• [Prompt] Below are some records; output exactly the lines from the line with "let index = (pct" to the line with "PercentileCuts) -> Option<TierThresholds>", both ends kept, and nothing more.

• [Record excerpts]
>>>

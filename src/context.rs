//! Context enrichment: system load and call-rate tiers per observation
//!
//! Each observation is placed in a low/medium/high tier for two dimensions,
//! looked up for the caller service at the observation timestamp:
//!
//! - **System load**: `0.7·cpu + 0.3·memory` of the nearest sample, cut at
//!   fixed thresholds (0.3, 0.7).
//! - **Call rate**: mean provider call rate at the nearest radius, cut at
//!   the 25th/75th percentile of the whole call-rate column. The percentiles
//!   are computed once, when the call-rate source is attached.
//!
//! An observation without a match is counted as missing for that dimension.
//! It never falls into a tier. Every match records its search radius and its
//! time lag to the query in [`LookupLag`].

use crate::bucket_index::{BucketMatch, LinearScan, NearestLookup, TimeBucketIndex};
use crate::classifier::Observation;
use crate::config::{AnalysisConfig, LookupStrategy, PercentileCuts, TierThresholds};
use crate::record::{CallRateSample, MetricSample, SystemLoadSample};
use serde::{Deserialize, Serialize};
use std::fmt;

/// Three-way context tier
#[derive(Debug, Clone, Copy, PartialEq, Eq, Hash, Serialize, Deserialize)]
#[serde(rename_all = "lowercase")]
pub enum Tier {
    Low,
    Medium,
    High,
}

impl Tier {
    pub const ALL: [Tier; 3] = [Tier::Low, Tier::Medium, Tier::High];

    /// `value < low_cut` → low, `value < high_cut` → medium, otherwise high
    pub fn classify(value: f64, thresholds: &TierThresholds) -> Tier {
        if value < thresholds.low_cut {
            Tier::Low
        } else if value < thresholds.high_cut {
            Tier::Medium
        } else {
            Tier::High
        }
    }

    pub fn as_str(self) -> &'static str {
        match self {
            Tier::Low => "low",
            Tier::Medium => "medium",
            Tier::High => "high",
        }
    }
}

/// Percentile with linear interpolation between closest ranks
///
/// `sorted` must be ascending. Returns `None` for empty input.
pub fn percentile(sorted: &[f64], pct: f64) -> Option<f64> {
    if sorted.is_empty() {
        return None;
    }
    if sorted.len() == 1 {
        return Some(sorted[0]);
    }

    let index = (pct / 100.0) * (sorted.len() - 1) as f64;
    let lower = index.floor() as usize;
    let upper = index.ceil() as usize;

    if lower == upper {
        Some(sorted[lower])
    } else {
        let weight = index - lower as f64;
        Some(sorted[lower] * (1.0 - weight) + sorted[upper] * weight)
    }
}

/// Call-rate tier thresholds from the full call-rate column
pub fn call_rate_thresholds<'a, I>(samples: I, cuts: PercentileCuts) -> Option<TierThresholds>
where
    I: IntoIterator<Item = &'a CallRateSample>,
{
    let mut values: Vec<f64> = samples
        .into_iter()
        .map(|s| s.provider_call_rate)
        .filter(|v| v.is_finite())
        .collect();
    values.sort_by(f64::total_cmp);

    let low = percentile(&values, cuts.low)?;
    let high = percentile(&values, cuts.high)?;
    tracing::info!(
        low_cut = low,
        high_cut = high,
        samples = values.len(),
        "Call rate thresholds calculated"
    );
    Some(TierThresholds::new(low, high))
}

/// Concurrent/sequential tallies for one tier
#[derive(Debug, Clone, Copy, Default, PartialEq, Eq, Serialize, Deserialize)]
pub struct TierCounts {
    pub concurrent: u64,
    pub sequential: u64,
    pub total: u64,
}

impl TierCounts {
    pub fn p_concurrent(&self) -> Option<f64> {
        (self.total > 0).then(|| self.concurrent as f64 / self.total as f64)
    }

    pub fn p_sequential(&self) -> Option<f64> {
        (self.total > 0).then(|| self.sequential as f64 / self.total as f64)
    }
}

/// Radius and time-lag summary of successful lookups
#[derive(Debug, Clone, Copy, Default, PartialEq, Eq, Serialize, Deserialize)]
pub struct LookupLag {
    pub matched: u64,
    /// Matches found in the query's own bucket
    pub exact_bucket: u64,
    pub radius_sum: u64,
    pub max_radius: u32,
    pub lag_sum: u64,
    pub min_lag: Option<u64>,
    pub max_lag: Option<u64>,
}

impl LookupLag {
    pub fn record(&mut self, value: &ContextValue) {
        self.matched += 1;
        if value.radius == 0 {
            self.exact_bucket += 1;
        }
        self.radius_sum += u64::from(value.radius);
        self.max_radius = self.max_radius.max(value.radius);
        self.lag_sum = self.lag_sum.saturating_add(value.lag);
        self.min_lag = Some(self.min_lag.map_or(value.lag, |m| m.min(value.lag)));
        self.max_lag = Some(self.max_lag.map_or(value.lag, |m| m.max(value.lag)));
    }

    pub fn merge(&mut self, other: &LookupLag) {
        self.matched += other.matched;
        self.exact_bucket += other.exact_bucket;
        self.radius_sum += other.radius_sum;
        self.max_radius = self.max_radius.max(other.max_radius);
        self.lag_sum = self.lag_sum.saturating_add(other.lag_sum);
        self.min_lag = match (self.min_lag, other.min_lag) {
            (Some(a), Some(b)) => Some(a.min(b)),
            (a, b) => a.or(b),
        };
        self.max_lag = match (self.max_lag, other.max_lag) {
            (Some(a), Some(b)) => Some(a.max(b)),
            (a, b) => a.or(b),
        };
    }

    pub fn mean_radius(&self) -> Option<f64> {
        (self.matched > 0).then(|| self.radius_sum as f64 / self.matched as f64)
    }

    pub fn mean_lag(&self) -> Option<f64> {
        (self.matched > 0).then(|| self.lag_sum as f64 / self.matched as f64)
    }
}

impl fmt::Display for LookupLag {
    fn fmt(&self, f: &mut fmt::Formatter<'_>) -> fmt::Result {
        match (self.min_lag, self.mean_lag(), self.max_lag) {
            (Some(min), Some(mean), Some(max)) => write!(
                f,
                "{} matched ({} exact, max radius {}), lag min {} / mean {:.1} / max {}",
                self.matched, self.exact_bucket, self.max_radius, min, mean, max
            ),
            _ => write!(f, "no matches"),
        }
    }
}

/// Tier statistics for one context dimension
#[derive(Debug, Clone, Default, PartialEq, Eq, Serialize, Deserialize)]
pub struct TierStats {
    pub low: TierCounts,
    pub medium: TierCounts,
    pub high: TierCounts,
    /// Observations with no context in this dimension
    pub missing: u64,
    pub lag: LookupLag,
}

impl TierStats {
    pub fn record(&mut self, tier: Option<Tier>, concurrent: bool) {
        let Some(tier) = tier else {
            self.missing += 1;
            return;
        };
        let counts = self.get_mut(tier);
        if concurrent {
            counts.concurrent += 1;
        } else {
            counts.sequential += 1;
        }
        counts.total += 1;
    }

    pub fn get(&self, tier: Tier) -> &TierCounts {
        match tier {
            Tier::Low => &self.low,
            Tier::Medium => &self.medium,
            Tier::High => &self.high,
        }
    }

    fn get_mut(&mut self, tier: Tier) -> &mut TierCounts {
        match tier {
            Tier::Low => &mut self.low,
            Tier::Medium => &mut self.medium,
            Tier::High => &mut self.high,
        }
    }

    /// Observations that landed in some tier
    pub fn classified(&self) -> u64 {
        self.low.total + self.medium.total + self.high.total
    }
}

/// Per-pair context statistics
#[derive(Debug, Clone, Default, PartialEq, Eq, Serialize, Deserialize)]
pub struct ContextStats {
    pub system_load: TierStats,
    pub call_rate: TierStats,
}

/// Lookup hit/miss counters, merged across batches
#[derive(Debug, Clone, Copy, Default, PartialEq, Eq, Serialize, Deserialize)]
pub struct EnrichmentCounters {
    pub load_hits: u64,
    pub load_misses: u64,
    pub rate_hits: u64,
    pub rate_misses: u64,
    pub load_lag: LookupLag,
    pub rate_lag: LookupLag,
}

impl EnrichmentCounters {
    pub fn merge(&mut self, other: &EnrichmentCounters) {
        self.load_hits += other.load_hits;
        self.load_misses += other.load_misses;
        self.rate_hits += other.rate_hits;
        self.rate_misses += other.rate_misses;
        self.load_lag.merge(&other.load_lag);
        self.rate_lag.merge(&other.rate_lag);
    }
}

/// Context value found for one lookup
#[derive(Debug, Clone, Copy, PartialEq)]
pub struct ContextValue {
    pub value: f64,
    pub radius: u32,
    pub lag: u64,
}

/// Metric source behind one context dimension
#[derive(Debug, Clone)]
pub enum MetricSource<T> {
    Indexed(TimeBucketIndex<T>),
    Linear(LinearScan<T>),
}

impl<T: MetricSample> MetricSource<T> {
    pub fn from_samples(samples: Vec<T>, config: &AnalysisConfig) -> Self {
        match config.lookup {
            LookupStrategy::Indexed => MetricSource::Indexed(TimeBucketIndex::build(
                samples,
                config.bucket_width,
                config.max_radius,
            )),
            LookupStrategy::LinearScan => MetricSource::Linear(LinearScan::new(
                samples,
                config.bucket_width,
                config.max_radius,
            )),
        }
    }

    pub fn len(&self) -> usize {
        match self {
            MetricSource::Indexed(index) => index.len(),
            MetricSource::Linear(scan) => scan.len(),
        }
    }

    pub fn is_empty(&self) -> bool {
        self.len() == 0
    }
}

impl<T: MetricSample> NearestLookup<T> for MetricSource<T> {
    fn lookup(&self, service_id: &str, timestamp: i64) -> Option<BucketMatch<'_, T>> {
        match self {
            MetricSource::Indexed(index) => index.lookup(service_id, timestamp),
            MetricSource::Linear(scan) => scan.lookup(service_id, timestamp),
        }
    }
}

/// Attaches load and call-rate tiers to observations.
///
/// Immutable after construction; shared by reference across batch workers.
#[derive(Debug, Clone)]
pub struct ContextEnricher {
    system_load: Option<MetricSource<SystemLoadSample>>,
    call_rate: Option<MetricSource<CallRateSample>>,
    load_thresholds: TierThresholds,
    rate_thresholds: Option<TierThresholds>,
    cpu_weight: f64,
    memory_weight: f64,
}

impl ContextEnricher {
    /// Enricher with no metric sources attached
    pub fn new(config: &AnalysisConfig) -> Self {
        Self {
            system_load: None,
            call_rate: None,
            load_thresholds: config.load_thresholds,
            rate_thresholds: None,
            cpu_weight: config.cpu_weight,
            memory_weight: config.memory_weight,
        }
    }

    pub fn with_system_load(mut self, source: MetricSource<SystemLoadSample>) -> Self {
        self.system_load = Some(source);
        self
    }

    /// Attach call-rate samples. The tier thresholds are derived here from
    /// the complete column, before any observation is classified.
    pub fn with_call_rate(
        mut self,
        samples: Vec<CallRateSample>,
        config: &AnalysisConfig,
    ) -> Self {
        self.rate_thresholds = call_rate_thresholds(&samples, config.call_rate_percentiles);
        self.call_rate = Some(MetricSource::from_samples(samples, config));
        self
    }

    /// Attach a prebuilt call-rate index; thresholds come from its contents
    pub fn with_call_rate_index(
        mut self,
        index: TimeBucketIndex<CallRateSample>,
        config: &AnalysisConfig,
    ) -> Self {
        self.rate_thresholds = call_rate_thresholds(index.iter(), config.call_rate_percentiles);
        self.call_rate = Some(MetricSource::Indexed(index));
        self
    }

    /// True when at least one dimension has a metric source
    pub fn has_context(&self) -> bool {
        self.system_load.is_some() || self.call_rate.is_some()
    }

    pub fn rate_thresholds(&self) -> Option<TierThresholds> {
        self.rate_thresholds
    }

    pub fn load_thresholds(&self) -> TierThresholds {
        self.load_thresholds
    }

    /// Weighted system load of `service_id` nearest to `timestamp`
    pub fn system_load_at(&self, service_id: &str, timestamp: i64) -> Option<ContextValue> {
        let source = self.system_load.as_ref()?;
        let found = source.lookup(service_id, timestamp)?;
        Some(ContextValue {
            value: found
                .first()
                .weighted_load(self.cpu_weight, self.memory_weight),
            radius: found.radius,
            lag: found.lag,
        })
    }

    /// Mean provider call rate of `service_id` at the nearest radius
    pub fn call_rate_at(&self, service_id: &str, timestamp: i64) -> Option<ContextValue> {
        let source = self.call_rate.as_ref()?;
        let found = source.lookup(service_id, timestamp)?;
        Some(ContextValue {
            value: found.mean_by(|s| s.provider_call_rate),
            radius: found.radius,
            lag: found.lag,
        })
    }

    fn load_context(&self, service_id: &str, timestamp: i64) -> Option<(Tier, ContextValue)> {
        self.system_load_at(service_id, timestamp)
            .map(|v| (Tier::classify(v.value, &self.load_thresholds), v))
    }

    fn rate_context(&self, service_id: &str, timestamp: i64) -> Option<(Tier, ContextValue)> {
        let thresholds = self.rate_thresholds?;
        self.call_rate_at(service_id, timestamp)
            .map(|v| (Tier::classify(v.value, &thresholds), v))
    }

    pub fn load_tier(&self, service_id: &str, timestamp: i64) -> Option<Tier> {
        self.load_context(service_id, timestamp).map(|(tier, _)| tier)
    }

    pub fn rate_tier(&self, service_id: &str, timestamp: i64) -> Option<Tier> {
        self.rate_context(service_id, timestamp).map(|(tier, _)| tier)
    }

    /// Tier statistics for a pair's observations, looked up for the caller
    pub fn enrich(
        &self,
        caller_service: &str,
        observations: &[Observation],
    ) -> (ContextStats, EnrichmentCounters) {
        let mut stats = ContextStats::default();
        let mut counters = EnrichmentCounters::default();

        for obs in observations {
            let concurrent = obs.order.is_concurrent();

            if self.system_load.is_some() {
                match self.load_context(caller_service, obs.timestamp) {
                    Some((tier, value)) => {
                        counters.load_hits += 1;
                        counters.load_lag.record(&value);
                        stats.system_load.lag.record(&value);
                        stats.system_load.record(Some(tier), concurrent);
                    }
                    None => {
                        counters.load_misses += 1;
                        stats.system_load.record(None, concurrent);
                    }
                }
            }

            if self.call_rate.is_some() {
                match self.rate_context(caller_service, obs.timestamp) {
                    Some((tier, value)) => {
                        counters.rate_hits += 1;
                        counters.rate_lag.record(&value);
                        stats.call_rate.lag.record(&value);
                        stats.call_rate.record(Some(tier), concurrent);
                    }
                    None => {
                        counters.rate_misses += 1;
                        stats.call_rate.record(None, concurrent);
                    }
                }
            }
        }

        (stats, counters)
    }
}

<<<

• [Output]
    let index = (pct / 100.0) * (sorted.len() - 1) as f64;
    let lower = index.floor() as usize;
    let upper = index.ceil() as usize;

    if lower == upper {
        Some(sorted[lower])
    } else {
        let weight = index - lower as f64;
        Some(sorted[lower] * (1.0 - weight) + sorted[upper] * weight)
    }
}

/// Call-rate tier thresholds from the full call-rate column
pub fn call_rate_thresholds<'a, I>(samples: I, cuts: PercentileCuts) -> Option<TierThresholds>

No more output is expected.